ALM stands for Application Lifecycle Management. It is management & co-ordination of all software development lifecycle activities like requirements gathering, requirements modeling, code development, build process, testing activities and implementation events.

2. What areas does ALM cover?

  • Program & Project Management & Planning
  • Software Architecture & Design
  • Requirements Gathering & End-user experience
  • Software Development
  • Testing & QA
  • Deployment, Operations Management, Compliance & Governance
  • SCM (Software Configuration Management)

3. Is ALM Assessment required for my company?

Does your team have the “just develop it” attitude towards software development?

Does your development team encounter application development pain points (lack of proper requirements gathering, software delays, missing code quality, lack of co-ordination between disparate teams, business objectives not met) ?

Answering these 2 questions will you give you some insight into areas of improvement and need for ALM assessment.

4. What are the benefits of ALM Assessment?

  • Identify failure points
  • Identify areas of process improvement
  • Understand how to address traceability & visibility of lifecycle activities.

5. Truly, will I get something useful after an ALM Assessment?

I would have to answer that with my experience so far. I do see a big value in doing an ALM assessment. Do with the right company. Tap into your local Microsoft regional center and find out the qualified Microsoft partner who can get it done right. Microsoft has an elaborate ALM Assessment program, but that is not the end of the story. You need a subject matter expert to come and meet with your team and go over your team lifecycle activities. He/She will suggest the next steps and how to effectively introduce ALM to your team. Be open with the ALM expert and lay out all the pain points your team is experiencing. Remember, they are there to help you streamline your process. The more useful information you can give, the better for the expert to suggest practical steps to take.

6. What are the tools required by my team to start using Microsoft ALM processes?

1. VSTS (Visual Studio Team System)

2. TFS (Team Foundation Server)

7. Is there a particular version number for your tools?

If you are starting out new, go with VSTS 2008 and TFS 2008. If you have an existing 2005 code base and don’t have plans to upgrade any time soon, you can use the 2005 version.

8. We have Visual Basic code base, can we still use ALM tools?

Yes.
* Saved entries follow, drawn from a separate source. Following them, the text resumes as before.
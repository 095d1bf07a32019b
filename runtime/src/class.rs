use core::ffi::c_void;
use core::fmt;
use core::ptr::NonNull;
use core::sync::atomic::{AtomicPtr, Ordering};
use std::collections::HashMap;
use std::sync::{Arc, OnceLock};

use parking_lot::RwLock;

use crate::error::{Result, RuntimeError};
use crate::selector::Sel;

/// Untyped method implementation pointer.
#[repr(transparent)]
#[derive(Clone, Copy, PartialEq, Eq, Hash)]
pub struct Imp(NonNull<c_void>);

unsafe impl Send for Imp {}
unsafe impl Sync for Imp {}

impl Imp {
    pub fn new(ptr: *const c_void) -> Option<Imp> {
        NonNull::new(ptr as *mut c_void).map(Imp)
    }

    pub fn as_ptr(&self) -> *mut c_void {
        self.0.as_ptr()
    }

    /// Reinterprets the pointer as a concrete function pointer type.
    ///
    /// # Safety
    /// `F` must be an `extern "C"` function pointer type matching the real
    /// signature of the code behind this pointer.
    pub unsafe fn cast<F: Copy>(self) -> F {
        assert_eq!(core::mem::size_of::<F>(), core::mem::size_of::<*mut c_void>());
        core::mem::transmute_copy(&self.0)
    }
}

impl fmt::Debug for Imp {
    fn fmt(&self, f: &mut fmt::Formatter<'_>) -> fmt::Result {
        write!(f, "Imp({:p})", self.0)
    }
}

/// One entry of a class's method table.
pub struct Method {
    name: Sel,
    types: Option<String>,
    imp: AtomicPtr<c_void>,
}

impl Method {
    fn new(name: Sel, imp: Imp, types: Option<String>) -> Self {
        Self {
            name,
            types,
            imp: AtomicPtr::new(imp.as_ptr()),
        }
    }

    pub fn name(&self) -> Sel {
        self.name
    }

    /// Type encoding of the implementation, receiver and selector included.
    pub fn type_encoding(&self) -> Option<&str> {
        self.types.as_deref()
    }

    pub fn implementation(&self) -> Imp {
        let ptr = self.imp.load(Ordering::Acquire);
        // The slot is only ever written from non-null Imps.
        Imp(unsafe { NonNull::new_unchecked(ptr) })
    }

    /// Installs `imp` and returns the implementation it replaced.
    pub fn set_implementation(&self, imp: Imp) -> Imp {
        let old = self.imp.swap(imp.as_ptr(), Ordering::AcqRel);
        Imp(unsafe { NonNull::new_unchecked(old) })
    }

    /// Installs `new` only if the slot still holds `current`.
    ///
    /// On failure the implementation actually installed is returned.
    pub fn compare_exchange_implementation(&self, current: Imp, new: Imp) -> core::result::Result<Imp, Imp> {
        self.imp
            .compare_exchange(current.as_ptr(), new.as_ptr(), Ordering::AcqRel, Ordering::Acquire)
            .map(|p| Imp(unsafe { NonNull::new_unchecked(p) }))
            .map_err(|p| Imp(unsafe { NonNull::new_unchecked(p) }))
    }
}

impl fmt::Debug for Method {
    fn fmt(&self, f: &mut fmt::Formatter<'_>) -> fmt::Result {
        f.debug_struct("Method")
            .field("name", &self.name)
            .field("types", &self.types)
            .field("imp", &self.implementation())
            .finish()
    }
}

/// A class: a name, an optional superclass and a method table.
///
/// Classes are registered once and live for the rest of the process.
pub struct Class {
    name: String,
    superclass: Option<&'static Class>,
    methods: RwLock<HashMap<Sel, Arc<Method>>>,
}

fn registry() -> &'static RwLock<HashMap<String, &'static Class>> {
    static CLASSES: OnceLock<RwLock<HashMap<String, &'static Class>>> = OnceLock::new();
    CLASSES.get_or_init(|| RwLock::new(HashMap::new()))
}

impl Class {
    pub fn register(name: &str, superclass: Option<&'static Class>) -> Result<&'static Class> {
        let mut classes = registry().write();
        if classes.contains_key(name) {
            return Err(RuntimeError::DuplicateClass(name.to_owned()));
        }
        let class: &'static Class = Box::leak(Box::new(Class {
            name: name.to_owned(),
            superclass,
            methods: RwLock::new(HashMap::new()),
        }));
        classes.insert(name.to_owned(), class);
        Ok(class)
    }

    pub fn lookup(name: &str) -> Option<&'static Class> {
        registry().read().get(name).copied()
    }

    pub fn name(&self) -> &str {
        &self.name
    }

    pub fn superclass(&self) -> Option<&'static Class> {
        self.superclass
    }

    pub fn is_subclass_of(&self, other: &Class) -> bool {
        let mut current = Some(self);
        while let Some(class) = current {
            if core::ptr::eq(class, other) {
                return true;
            }
            current = class.superclass.map(|c| c as &Class);
        }
        false
    }

    /// Adds a method unless this class already defines `sel`.
    ///
    /// # Safety
    /// `types` must describe the real signature of `imp`, with the receiver
    /// (`@`) and selector (`:`) as the first two arguments.
    pub unsafe fn add_method(&self, sel: Sel, imp: Imp, types: &str) -> bool {
        self.insert(Method::new(sel, imp, Some(types.to_owned())))
    }

    /// Adds a method that carries no type encoding.
    ///
    /// # Safety
    /// `imp` must follow the method calling convention (receiver, selector,
    /// arguments).
    pub unsafe fn add_untyped_method(&self, sel: Sel, imp: Imp) -> bool {
        self.insert(Method::new(sel, imp, None))
    }

    fn insert(&self, method: Method) -> bool {
        let mut methods = self.methods.write();
        if methods.contains_key(&method.name) {
            return false;
        }
        methods.insert(method.name, Arc::new(method));
        true
    }

    /// The method this class defines itself, ignoring superclasses.
    pub fn own_method(&self, sel: Sel) -> Option<Arc<Method>> {
        self.methods.read().get(&sel).cloned()
    }

    /// Resolves `sel` through this class and its superclasses.
    pub fn instance_method(&self, sel: Sel) -> Option<Arc<Method>> {
        let mut current = Some(self);
        while let Some(class) = current {
            if let Some(method) = class.own_method(sel) {
                return Some(method);
            }
            current = class.superclass.map(|c| c as &Class);
        }
        None
    }

    pub fn methods(&self) -> Vec<Arc<Method>> {
        self.methods.read().values().cloned().collect()
    }
}

impl fmt::Debug for Class {
    fn fmt(&self, f: &mut fmt::Formatter<'_>) -> fmt::Result {
        f.debug_struct("Class")
            .field("name", &self.name)
            .field("superclass", &self.superclass.map(|c| c.name()))
            .finish()
    }
}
Microsoft does provide a MSSCCI Provider for TFS 2008/2005. You can configure MSSCCI provider and be able to integrate VB 6.0 with TFS server.

9. I am done with ALM assessment, what is our next step?
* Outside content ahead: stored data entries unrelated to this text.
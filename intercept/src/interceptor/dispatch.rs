//! libffi closure callbacks. Both resolve the owning context through the
//! `Weak` bound as trampoline userdata and hold it for the whole call.

use core::ffi::c_void;
use std::sync::Weak;

use libffi::raw;

use crate::interceptor::context::HookContext;

/// Internal consistency violation: the chain no longer matches the live
/// pointers, so no call can be routed safely.
pub(crate) fn fatal(message: &str) -> ! {
    log::error!("swizzle: {message}");
    std::process::abort()
}

unsafe fn context(userdata: *mut c_void) -> std::sync::Arc<HookContext> {
    let weak = &*(userdata as *const Weak<HookContext>);
    match weak.upgrade() {
        Some(context) => context,
        None => fatal("trampoline called after its hook was released"),
    }
}

/// Installed into method slots.
pub(crate) unsafe extern "C" fn dispatch_method(
    _cif: *mut raw::ffi_cif,
    ret: *mut c_void,
    args: *mut *mut c_void,
    userdata: *mut c_void,
) {
    let _epoch = crossbeam_epoch::pin();
    context(userdata).dispatch(ret, args);
}

/// Handed to replacements as their "original" callable.
pub(crate) unsafe extern "C" fn dispatch_original(
    _cif: *mut raw::ffi_cif,
    ret: *mut c_void,
    args: *mut *mut c_void,
    userdata: *mut c_void,
) {
    let _epoch = crossbeam_epoch::pin();
    context(userdata).forward_original(ret, args);
}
Once the ALM assessment is done and you have given the practical steps to take, the next thing is figuring out the tools purchase. Do you have the VSTS (or) TFS? You can use TFS with any VS 2008 Professional edition with Team explorer, but I would strongly suggest using the VSTS edition. Why take the ALM initiative without the proper tools in place?

10. Can ALM implementation deliver benefits for my team?
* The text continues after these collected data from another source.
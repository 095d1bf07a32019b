//! `instead` hooks that forward straight to the original must be invisible
//! for every supported argument and return kind.

use std::ffi::c_void;

use crate::common::*;

#[repr(C)]
#[derive(Debug, Clone, Copy, PartialEq)]
pub struct Point {
    x: f64,
    y: f64,
}

#[repr(C)]
#[derive(Debug, Clone, Copy, PartialEq)]
pub struct Rect {
    origin: Point,
    size: Point,
}

#[repr(C)]
#[derive(Debug, Clone, Copy, PartialEq)]
pub struct Pair {
    a: i32,
    b: i32,
}

#[repr(C)]
#[derive(Debug, Clone, Copy, PartialEq)]
pub struct Tagged {
    tag: u8,
    value: f32,
}

macro_rules! forwards_unchanged {
    ($name:ident, $ty:ty, $enc:literal, $a:expr, $b:expr, $op:expr) => {
        #[test]
        fn $name() {
            extern "C" fn method(_this: &Calc, _cmd: Sel, a: $ty, b: $ty) -> $ty {
                let op: fn($ty, $ty) -> $ty = $op;
                op(a, b)
            }
            extern "C" fn forward(original: extern "C" fn($ty, $ty) -> $ty, a: $ty, b: $ty) -> $ty {
                original(a, b)
            }
            type MethodFn = extern "C" fn(&Calc, Sel, $ty, $ty) -> $ty;

            setup();
            let class = class(concat!("KindTests.", stringify!($name)));
            let encoding = concat!($enc, "@:", $enc, $enc);
            let sel = add_method(class, "combine:with:", method as *const c_void, encoding);
            let obj = Calc::new(class, 0);
            let call = |a: $ty, b: $ty| obj.send(sel, |f: MethodFn, this| f(this, sel, a, b));

            let expected = call($a, $b);
            let token = hook(
                class,
                sel,
                HookMode::Instead,
                unsafe { replacement(forward as *const c_void, concat!($enc, "^?", $enc, $enc)) },
            )
            .expect("hook failed");
            assert!(is_hooked(class, sel));
            assert_eq!(call($a, $b), expected);

            assert!(token.cancel());
            assert!(!is_hooked(class, sel));
            assert_eq!(call($a, $b), expected);
        }
    };
}

forwards_unchanged!(test_char, i8, "c", -7i8, 3i8, |a, b| a.wrapping_mul(b));
forwards_unchanged!(test_unsigned_char, u8, "C", 200u8, 100u8, |a, b| a.wrapping_add(b));
forwards_unchanged!(test_short, i16, "s", -300i16, 7i16, |a, b| a.wrapping_mul(b));
forwards_unchanged!(test_unsigned_short, u16, "S", 65000u16, 600u16, |a, b| a.wrapping_add(b));
forwards_unchanged!(test_int, i32, "i", i32::MIN, 1i32, |a, b| a.wrapping_sub(b));
forwards_unchanged!(test_unsigned_int, u32, "I", u32::MAX, 2u32, |a, b| a.wrapping_add(b));
forwards_unchanged!(test_long_is_32_bit, i32, "l", -5i32, 9i32, |a, b| a * b);
forwards_unchanged!(test_long_long, i64, "q", i64::MAX, -1i64, |a, b| a.wrapping_add(b));
forwards_unchanged!(test_unsigned_long_long, u64, "Q", u64::MAX - 1, 1u64, |a, b| a ^ b);
forwards_unchanged!(test_float, f32, "f", 1.5f32, -0.25f32, |a, b| a * b);
forwards_unchanged!(test_double, f64, "d", 1e300f64, 3.5f64, |a, b| a / b);
forwards_unchanged!(test_bool, bool, "B", true, false, |a, b| a && !b);
forwards_unchanged!(test_c_string, *const u8, "*", b"left\0".as_ptr(), b"right\0".as_ptr(), |a, _b| a);
forwards_unchanged!(test_pointer, *mut c_void, "^v", 0x1000 as *mut c_void, 0x2000 as *mut c_void, |_a, b| b);
forwards_unchanged!(
    test_small_struct,
    Pair,
    "{Pair=ii}",
    Pair { a: 1, b: -2 },
    Pair { a: 30, b: 40 },
    |p, q| Pair { a: p.a + q.b, b: p.b * q.a }
);
forwards_unchanged!(
    test_float_struct,
    Point,
    "{Point=dd}",
    Point { x: 1.0, y: 2.0 },
    Point { x: 0.5, y: -4.0 },
    |p, q| Point { x: p.x + q.x, y: p.y * q.y }
);
forwards_unchanged!(
    test_mixed_struct,
    Tagged,
    "{Tagged=Cf}",
    Tagged { tag: 1, value: 0.5 },
    Tagged { tag: 2, value: 8.0 },
    |p, q| Tagged { tag: p.tag | q.tag, value: p.value * q.value }
);
forwards_unchanged!(
    test_large_struct,
    Rect,
    "{Rect={Point=dd}{Point=dd}}",
    Rect { origin: Point { x: 1.0, y: 2.0 }, size: Point { x: 3.0, y: 4.0 } },
    Rect { origin: Point { x: -1.0, y: 0.0 }, size: Point { x: 10.0, y: 20.0 } },
    |p, q| Rect {
        origin: Point { x: p.origin.x + q.origin.x, y: p.origin.y + q.origin.y },
        size: Point { x: p.size.x * q.size.x, y: p.size.y * q.size.y },
    }
);

extern "C" fn log_value(_this: &Calc, _cmd: Sel, value: i64) {
    record(format!("log({value})"));
}

extern "C" fn log_incremented(original: extern "C" fn(i64), value: i64) {
    original(value + 1);
}

#[test]
fn test_void_method() {
    setup();
    let class = class("KindTests.Void");
    let sel = add_method(class, "log:", log_value as *const c_void, "v@:q");
    let obj = Calc::new(class, 0);
    let call = |value: i64| obj.send(sel, |f: extern "C" fn(&Calc, Sel, i64), this| f(this, sel, value));

    let token = hook(class, sel, HookMode::Instead, unsafe {
        replacement(log_incremented as *const c_void, "v^?q")
    })
    .unwrap();
    call(41);
    assert_eq!(take_events(), ["log(42)"]);
    token.cancel();
    call(41);
    assert_eq!(take_events(), ["log(41)"]);
}

extern "C" fn total(_this: &Calc, _cmd: Sel, values: *const i32) -> i32 {
    unsafe { core::slice::from_raw_parts(values, 4) }.iter().sum()
}

extern "C" fn total_plus_one(original: extern "C" fn(*const i32) -> i32, values: *const i32) -> i32 {
    original(values) + 1
}

#[test]
fn test_array_arguments_are_passed_as_pointers() {
    setup();
    let class = class("KindTests.Array");
    let sel = add_method(class, "total:", total as *const c_void, "i@:[4i]");
    let obj = Calc::new(class, 0);
    let values = [1i32, 2, 3, 4];
    let call = || obj.send(sel, |f: extern "C" fn(&Calc, Sel, *const i32) -> i32, this| f(this, sel, values.as_ptr()));

    assert_eq!(call(), 10);
    let token = hook(class, sel, HookMode::Instead, unsafe {
        replacement(total_plus_one as *const c_void, "i^?[4i]")
    })
    .unwrap();
    assert_eq!(call(), 11);
    token.cancel();
    assert_eq!(call(), 10);
}

extern "C" fn midpoint(_this: &Calc, _cmd: Sel, p: Point, q: Point) -> Point {
    Point { x: (p.x + q.x) / 2.0, y: (p.y + q.y) / 2.0 }
}

extern "C" fn observe_midpoint(p: Point, q: Point, result: Point) {
    record(format!("({}, {}) ({}, {}) -> ({}, {})", p.x, p.y, q.x, q.y, result.x, result.y));
}

#[test]
fn test_after_receives_struct_result() {
    setup();
    let class = class("KindTests.AfterStruct");
    let sel = add_method(class, "midpoint:and:", midpoint as *const c_void, "{Point=dd}@:{Point=dd}{Point=dd}");
    let obj = Calc::new(class, 0);

    let token = hook(class, sel, HookMode::After, unsafe {
        replacement(observe_midpoint as *const c_void, "v{Point=dd}{Point=dd}{Point=dd}")
    })
    .unwrap();
    let result = obj.send(sel, |f: extern "C" fn(&Calc, Sel, Point, Point) -> Point, this| {
        f(this, sel, Point { x: 0.0, y: 0.0 }, Point { x: 4.0, y: -2.0 })
    });
    assert_eq!(result, Point { x: 2.0, y: -1.0 });
    assert_eq!(take_events(), ["(0, 0) (4, -2) -> (2, -1)"]);
    token.cancel();
}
Yes. If you have implemented it right,  you can see improvements in

  • Code Quality (just as an example — traceability will be high and everyone in your team will strive to code better as they don’t want to be singled out during a build failure process)
  • High accountability (Check in Policies – I don’t want to outline all features of TFS here, but you can enforce some strict check-in policies that can ensure checked in code quality is good and the developer is accountable to make that happen)
  • Project management improvements (tie this into Project server and you will reap more benefits)
  • Compliance will become big. Yes with that the governance initiatives will start making progress.

11. What are the different ALM Roles?

Note: These roles can be shared between individuals. But, you need to keep a tab on not letting it overwhelm your team members.

  • Software Architect
  • Software Developer
  • Creative Designer
  • DBA & Operations Management
  • QA Tester
  • Project Manager & Business Analyst

Of course, every project will have a stake holder. That role will always be handled by a separate member of the company.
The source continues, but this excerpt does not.